- Source records -
• • •
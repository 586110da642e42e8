use serde_json::{json, Value};

/// A fixed `https://<category>/<name>` URI that reads as one tool invocation
/// with canned arguments.
#[derive(Clone, Debug)]
pub struct ResourceCatalogEntry {
    pub uri: &'static str,
    pub description: &'static str,
    /// Internal tool the URI maps onto.
    pub tool: &'static str,
    /// Arguments the read is issued with.
    pub arguments: Value,
}

pub fn resource_catalog() -> Vec<ResourceCatalogEntry> {
    vec![
        ResourceCatalogEntry {
            uri: "https://azure-billing/subscription",
            description: "Details about the current subscription.",
            tool: "get_subscription_details",
            arguments: json!({}),
        },
        ResourceCatalogEntry {
            uri: "https://azure-billing/billing-summary",
            description: "Month-to-date cost summary for the subscription.",
            tool: "get_cost_analysis",
            arguments: json!({"timeframe": "MonthToDate", "granularity": "None"}),
        },
        ResourceCatalogEntry {
            uri: "https://azure-billing/budgets",
            description: "All budgets for the subscription.",
            tool: "get_budgets",
            arguments: json!({}),
        },
        ResourceCatalogEntry {
            uri: "https://azure-resources/all",
            description: "All Azure resources in the subscription.",
            tool: "get_all_resources",
            arguments: json!({}),
        },
        ResourceCatalogEntry {
            uri: "https://azure-resources/network-topology",
            description: "Network topology for the subscription.",
            tool: "get_network_topology",
            arguments: json!({}),
        },
        ResourceCatalogEntry {
            uri: "https://azure-resources/hierarchy",
            description: "Resource hierarchy organized by resource groups.",
            tool: "get_resource_hierarchy",
            arguments: json!({}),
        },
        ResourceCatalogEntry {
            uri: "https://azure-resources/dependencies",
            description: "Resource dependencies and relationships.",
            tool: "get_resource_dependencies",
            arguments: json!({}),
        },
        ResourceCatalogEntry {
            uri: "https://azure-optimization/unused-resources",
            description: "Potentially unused or under-utilized resources.",
            tool: "get_unused_resources",
            arguments: json!({}),
        },
        ResourceCatalogEntry {
            uri: "https://azure-optimization/utilization-summary",
            description: "Comprehensive resource utilization summary.",
            tool: "get_resource_utilization_summary",
            arguments: json!({}),
        },
        ResourceCatalogEntry {
            uri: "https://azure-optimization/advisor-recommendations",
            description: "Detailed Azure Advisor recommendations.",
            tool: "get_azure_advisor_detailed",
            arguments: json!({}),
        },
        ResourceCatalogEntry {
            uri: "https://azure-performance/vm-metrics",
            description: "VM performance metrics.",
            tool: "get_vm_performance_metrics",
            arguments: json!({}),
        },
        ResourceCatalogEntry {
            uri: "https://azure-performance/storage-metrics",
            description: "Storage performance metrics.",
            tool: "get_storage_performance_metrics",
            arguments: json!({}),
        },
        ResourceCatalogEntry {
            uri: "https://azure-performance/application-insights",
            description: "Application Insights performance data.",
            tool: "get_application_insights_data",
            arguments: json!({}),
        },
        ResourceCatalogEntry {
            uri: "https://azure-performance/resource-health",
            description: "Resource health status across the subscription.",
            tool: "get_resource_health_status",
            arguments: json!({}),
        },
        ResourceCatalogEntry {
            uri: "https://azure-performance/log-analytics",
            description: "Log Analytics performance data.",
            tool: "get_log_analytics_data",
            arguments: json!({}),
        },
        ResourceCatalogEntry {
            uri: "https://azure-security/alerts",
            description: "Security Center alerts and incidents.",
            tool: "get_security_center_alerts",
            arguments: json!({}),
        },
        ResourceCatalogEntry {
            uri: "https://azure-security/assessments",
            description: "Security Center security assessments.",
            tool: "get_security_assessments",
            arguments: json!({}),
        },
        ResourceCatalogEntry {
            uri: "https://azure-security/defender-status",
            description: "Microsoft Defender for Cloud status.",
            tool: "get_defender_for_cloud_status",
            arguments: json!({}),
        },
        ResourceCatalogEntry {
            uri: "https://azure-security/keyvault-security",
            description: "Key Vault security configuration analysis.",
            tool: "get_key_vault_security_status",
            arguments: json!({}),
        },
        ResourceCatalogEntry {
            uri: "https://azure-security/network-security",
            description: "Network security analysis including NSGs and firewalls.",
            tool: "get_network_security_analysis",
            arguments: json!({}),
        },
        ResourceCatalogEntry {
            uri: "https://azure-security/secure-score",
            description: "Defender secure score and compliance.",
            tool: "get_secure_score_and_compliance",
            arguments: json!({}),
        },
        ResourceCatalogEntry {
            uri: "https://azure-security/incidents",
            description: "Azure Sentinel security incidents.",
            tool: "get_security_incidents",
            arguments: json!({}),
        },
        ResourceCatalogEntry {
            uri: "https://azure-security/threat-intelligence",
            description: "Threat intelligence indicators.",
            tool: "get_threat_intelligence_indicators",
            arguments: json!({}),
        },
        ResourceCatalogEntry {
            uri: "https://azure-security/recommendations-detailed",
            description: "Detailed security recommendations with remediation steps.",
            tool: "get_security_recommendations_detailed",
            arguments: json!({}),
        },
        ResourceCatalogEntry {
            uri: "https://azure-alerts/overview",
            description: "Active alerts overview across the subscription.",
            tool: "get_alerts_overview",
            arguments: json!({}),
        },
        ResourceCatalogEntry {
            uri: "https://azure-alerts/rules",
            description: "Metric alert rules and configurations.",
            tool: "get_alert_rules",
            arguments: json!({}),
        },
    ]
}

/// Category segment of a resource URI (the `host` of the pseudo-URL).
pub fn resource_category(uri: &str) -> Option<String> {
    url::Url::parse(uri)
        .ok()
        .and_then(|u| u.host_str().map(|h| h.to_string()))
}

#[cfg(test)]
mod tests {
    use super::*;

    #[test]
    fn catalog_uris_are_unique_and_well_formed() {
        let catalog = resource_catalog();
        let mut seen = std::collections::HashSet::new();
        for entry in &catalog {
            assert!(seen.insert(entry.uri), "duplicate resource URI {}", entry.uri);
            let category = resource_category(entry.uri).expect("URI should parse");
            assert!(category.starts_with("azure-"), "unexpected category {}", category);
        }
    }
}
• • •
- What is being asked -
Print every record above exactly as it stands.

- Your solution -
repository 586110da642e42e8
use serde_json::{json, Value};

/// A fixed `https://<category>/<name>` URI that reads as one tool invocation
/// with canned arguments.
#[derive(Clone, Debug)]
pub struct ResourceCatalogEntry {
    pub uri: &'static str,
    pub description: &'static str,
    /// Internal tool the URI maps onto.
    pub tool: &'static str,
    /// Arguments the read is issued with.
    pub arguments: Value,
}

pub fn resource_catalog() -> Vec<ResourceCatalogEntry> {
    vec![
        ResourceCatalogEntry {
            uri: "https://azure-billing/subscription",
            description: "Details about the current subscription.",
            tool: "get_subscription_details",
            arguments: json!({}),
        },
        ResourceCatalogEntry {
            uri: "https://azure-billing/billing-summary",
            description: "Month-to-date cost summary for the subscription.",
            tool: "get_cost_analysis",
            arguments: json!({"timeframe": "MonthToDate", "granularity": "None"}),
        },
        ResourceCatalogEntry {
            uri: "https://azure-billing/budgets",
            description: "All budgets for the subscription.",
            tool: "get_budgets",
            arguments: json!({}),
        },
        ResourceCatalogEntry {
            uri: "https://azure-resources/all",
            description: "All Azure resources in the subscription.",
            tool: "get_all_resources",
            arguments: json!({}),
        },
        ResourceCatalogEntry {
            uri: "https://azure-resources/network-topology",
            description: "Network topology for the subscription.",
            tool: "get_network_topology",
            arguments: json!({}),
        },
        ResourceCatalogEntry {
            uri: "https://azure-resources/hierarchy",
            description: "Resource hierarchy organized by resource groups.",
            tool: "get_resource_hierarchy",
            arguments: json!({}),
        },
        ResourceCatalogEntry {
            uri: "https://azure-resources/dependencies",
            description: "Resource dependencies and relationships.",
            tool: "get_resource_dependencies",
            arguments: json!({}),
        },
        ResourceCatalogEntry {
            uri: "https://azure-optimization/unused-resources",
            description: "Potentially unused or under-utilized resources.",
            tool: "get_unused_resources",
            arguments: json!({}),
        },
        ResourceCatalogEntry {
            uri: "https://azure-optimization/utilization-summary",
            description: "Comprehensive resource utilization summary.",
            tool: "get_resource_utilization_summary",
            arguments: json!({}),
        },
        ResourceCatalogEntry {
            uri: "https://azure-optimization/advisor-recommendations",
            description: "Detailed Azure Advisor recommendations.",
            tool: "get_azure_advisor_detailed",
            arguments: json!({}),
        },
        ResourceCatalogEntry {
            uri: "https://azure-performance/vm-metrics",
            description: "VM performance metrics.",
            tool: "get_vm_performance_metrics",
            arguments: json!({}),
        },
        ResourceCatalogEntry {
            uri: "https://azure-performance/storage-metrics",
            description: "Storage performance metrics.",
            tool: "get_storage_performance_metrics",
            arguments: json!({}),
        },
        ResourceCatalogEntry {
            uri: "https://azure-performance/application-insights",
            description: "Application Insights performance data.",
            tool: "get_application_insights_data",
            arguments: json!({}),
        },
        ResourceCatalogEntry {
            uri: "https://azure-performance/resource-health",
            description: "Resource health status across the subscription.",
            tool: "get_resource_health_status",
            arguments: json!({}),
        },
        ResourceCatalogEntry {
            uri: "https://azure-performance/log-analytics",
            description: "Log Analytics performance data.",
            tool: "get_log_analytics_data",
            arguments: json!({}),
        },
        ResourceCatalogEntry {
            uri: "https://azure-security/alerts",
            description: "Security Center alerts and incidents.",
            tool: "get_security_center_alerts",
            arguments: json!({}),
        },
        ResourceCatalogEntry {
            uri: "https://azure-security/assessments",
            description: "Security Center security assessments.",
            tool: "get_security_assessments",
            arguments: json!({}),
        },
        ResourceCatalogEntry {
            uri: "https://azure-security/defender-status",
            description: "Microsoft Defender for Cloud status.",
            tool: "get_defender_for_cloud_status",
            arguments: json!({}),
        },
        ResourceCatalogEntry {
            uri: "https://azure-security/keyvault-security",
            description: "Key Vault security configuration analysis.",
            tool: "get_key_vault_security_status",
            arguments: json!({}),
        },
        ResourceCatalogEntry {
            uri: "https://azure-security/network-security",
            description: "Network security analysis including NSGs and firewalls.",
            tool: "get_network_security_analysis",
            arguments: json!({}),
        },
        ResourceCatalogEntry {
            uri: "https://azure-security/secure-score",
            description: "Defender secure score and compliance.",
            tool: "get_secure_score_and_compliance",
            arguments: json!({}),
        },
        ResourceCatalogEntry {
            uri: "https://azure-security/incidents",
            description: "Azure Sentinel security incidents.",
            tool: "get_security_incidents",
            arguments: json!({}),
        },
        ResourceCatalogEntry {
            uri: "https://azure-security/threat-intelligence",
            description: "Threat intelligence indicators.",
            tool: "get_threat_intelligence_indicators",
            arguments: json!({}),
        },
        ResourceCatalogEntry {
            uri: "https://azure-security/recommendations-detailed",
            description: "Detailed security recommendations with remediation steps.",
            tool: "get_security_recommendations_detailed",
            arguments: json!({}),
        },
        ResourceCatalogEntry {
            uri: "https://azure-alerts/overview",
            description: "Active alerts overview across the subscription.",
            tool: "get_alerts_overview",
            arguments: json!({}),
        },
        ResourceCatalogEntry {
            uri: "https://azure-alerts/rules",
            description: "Metric alert rules and configurations.",
            tool: "get_alert_rules",
            arguments: json!({}),
        },
    ]
}

/// Category segment of a resource URI (the `host` of the pseudo-URL).
pub fn resource_category(uri: &str) -> Option<String> {
    url::Url::parse(uri)
        .ok()
        .and_then(|u| u.host_str().map(|h| h.to_string()))
}

#[cfg(test)]
mod tests {
    use super::*;

    #[test]
    fn catalog_uris_are_unique_and_well_formed() {
        let catalog = resource_catalog();
        let mut seen = std::collections::HashSet::new();
        for entry in &catalog {
            assert!(seen.insert(entry.uri), "duplicate resource URI {}", entry.uri);
            let category = resource_category(entry.uri).expect("URI should parse");
            assert!(category.starts_with("azure-"), "unexpected category {}", category);
        }
    }
}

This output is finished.